Vamos entender a alteração legislativa a partir da análise de duas situações hipotéticas:

 

SITUAÇÃO HIPOTÉTICA 1:

Lucas ajuizou ação de investigação de paternidade contra João alegando que este seria seu pai.

O juiz designou data para que autor e réu fornecessem material genético a fim de que fosse feito exame de pareamento do código genético (DNA) para descobrir se existe realmente o alegado vínculo biológico.

Ocorre que, no dia marcado, somente Lucas compareceu ao laboratório. João, mesmo intimado, não se fez presente nem apresentou qualquer justificativa para a sua ausência.

 

Nesse caso, o juiz pode determinar a condução coercitiva de João (suposto pai) para realizar o exame?

NÃO. Não é possível a condução coercitiva do investigado (ou de seus sucessores) para a coleta do material genético necessário ao exame de DNA, por se tratar de medida sub-rogatória que viola a liberdade de locomoção do suposto genitor. Nesse sentido:

A jurisprudência do Supremo Tribunal Federal repudia a determinação compulsória ou condução coercitiva ao fornecimento de material genético.

STF. 1ª Turma. RHC 95183, Rel. Cármen Lúcia, julgado em 09/12/2008.

 

O que acontece, então, nessas situações? Qual é a solução prevista pelo ordenamento jurídico?

Haverá uma presunção relativa de que o réu, que se recusou a fazer o DNA, é realmente o pai do autor.
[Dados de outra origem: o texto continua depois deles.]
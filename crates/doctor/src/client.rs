//! Self-healing handle to one engine process.
//!
//! Queries are serialized through a FIFO mutex. A failed or timed-out query
//! kills the process, spawns a fresh one and is retried once. A query whose
//! caller was dropped mid-search leaves the slot dirty; the next query stops
//! and drains the old search first, or restarts the process if that fails.

use std::time::Duration;

use tokio::sync::Mutex;
use tokio::time::timeout;
use tracing::{debug, info, warn};

use crate::error::EngineError;
use crate::evaluator::{EvaluationResult, Evaluator, SearchBudget};
use crate::stockfish::{EngineOptions, StockfishProcess};

/// Time allowed to stop and drain an abandoned search before restarting
const DRAIN_GRACE: Duration = Duration::from_millis(500);

#[derive(Default)]
struct Slot {
    process: Option<StockfishProcess>,
    /// A query started and never finished
    dirty: bool,
}

pub struct EngineClient {
    options: EngineOptions,
    slot: Mutex<Slot>,
}

impl EngineClient {
    /// Create a client that spawns its process on first use.
    pub fn lazy(options: EngineOptions) -> Self {
        Self {
            options,
            slot: Mutex::new(Slot::default()),
        }
    }

    /// Create a client and spawn the engine right away.
    pub async fn start(options: EngineOptions) -> Result<Self, EngineError> {
        let client = Self::lazy(options);
        {
            let mut slot = client.slot.lock().await;
            client.ensure_process(&mut slot).await?;
        }
        Ok(client)
    }

    /// Evaluate a position, restarting the engine and retrying once on failure.
    pub async fn evaluate(
        &self,
        fen: &str,
        budget: &SearchBudget,
    ) -> Result<EvaluationResult, EngineError> {
        let mut slot = self.slot.lock().await;
        match self.try_evaluate(&mut slot, fen, budget).await {
            Ok(result) => Ok(result),
            Err(e) => {
                warn!(error = %e, fen, "Engine query failed, restarting engine");
                restart(&mut slot);
                self.try_evaluate(&mut slot, fen, budget).await.map_err(|e| {
                    restart(&mut slot);
                    e
                })
            }
        }
    }

    /// Send `ucinewgame`, restarting the engine once on failure.
    pub async fn new_game(&self) -> Result<(), EngineError> {
        let mut slot = self.slot.lock().await;
        match self.try_new_game(&mut slot).await {
            Ok(()) => Ok(()),
            Err(e) => {
                warn!(error = %e, "Engine reset failed, restarting engine");
                restart(&mut slot);
                self.try_new_game(&mut slot).await
            }
        }
    }

    /// Quit the engine process gracefully.
    pub async fn shutdown(&self) {
        let mut slot = self.slot.lock().await;
        if let Some(mut process) = slot.process.take() {
            process.quit().await;
            info!(path = %self.options.path.display(), "Engine shut down");
        }
        slot.dirty = false;
    }

    async fn try_evaluate(
        &self,
        slot: &mut Slot,
        fen: &str,
        budget: &SearchBudget,
    ) -> Result<EvaluationResult, EngineError> {
        self.prepare(slot).await?;
        let Some(process) = slot.process.as_mut() else {
            return Err(not_running());
        };
        slot.dirty = true;
        let result = timeout(self.options.timeout, process.search(fen, budget))
            .await
            .map_err(|_| EngineError::Timeout(self.options.timeout))??;
        slot.dirty = false;
        Ok(result)
    }

    async fn try_new_game(&self, slot: &mut Slot) -> Result<(), EngineError> {
        self.prepare(slot).await?;
        let Some(process) = slot.process.as_mut() else {
            return Err(not_running());
        };
        slot.dirty = true;
        timeout(self.options.timeout, process.new_game())
            .await
            .map_err(|_| EngineError::Timeout(self.options.timeout))??;
        slot.dirty = false;
        Ok(())
    }

    /// Leave the slot with a live process and no search in flight.
    async fn prepare(&self, slot: &mut Slot) -> Result<(), EngineError> {
        if slot.dirty {
            let drained = match slot.process.as_mut() {
                Some(process) => matches!(timeout(DRAIN_GRACE, process.stop()).await, Ok(Ok(()))),
                None => false,
            };
            if !drained {
                debug!("Abandoned search did not drain, restarting engine");
                restart(slot);
            }
            slot.dirty = false;
        }
        self.ensure_process(slot).await
    }

    async fn ensure_process(&self, slot: &mut Slot) -> Result<(), EngineError> {
        if slot.process.is_none() {
            let process = timeout(self.options.timeout, StockfishProcess::spawn(&self.options))
                .await
                .map_err(|_| EngineError::Timeout(self.options.timeout))??;
            info!(path = %self.options.path.display(), "Engine started");
            slot.process = Some(process);
        }
        Ok(())
    }
}

fn not_running() -> EngineError {
    EngineError::Unavailable("engine is not running".into())
}

/// Drop the current process (killing it) so the next query spawns a new one.
fn restart(slot: &mut Slot) {
    slot.process = None;
    slot.dirty = false;
}

impl Evaluator for EngineClient {
    async fn evaluate(
        &self,
        fen: &str,
        budget: &SearchBudget,
    ) -> Result<EvaluationResult, EngineError> {
        EngineClient::evaluate(self, fen, budget).await
    }

    async fn new_game(&self) -> Result<(), EngineError> {
        EngineClient::new_game(self).await
    }
}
O STJ editou uma súmula espelhando essa conclusão:

Súmula 301-STJ: Em ação investigatória, a recusa do suposto pai a submeter-se ao exame de DNA induz presunção juris tantum de paternidade.

 

Essa solução jurídica encontra-se prevista no art. 231 do Código Civil e no § 1º do art. 2º-A da Lei nº 8.560/92:

CC/2002

Art. 231. Aquele que se nega a submeter-se a exame médico necessário não poderá aproveitar-se de sua recusa.

 

Lei nº 8.560/92

Art. 2º-A. Na ação de investigação de paternidade, todos os meios legais, bem como os moralmente legítimos, serão hábeis para provar a verdade dos fatos.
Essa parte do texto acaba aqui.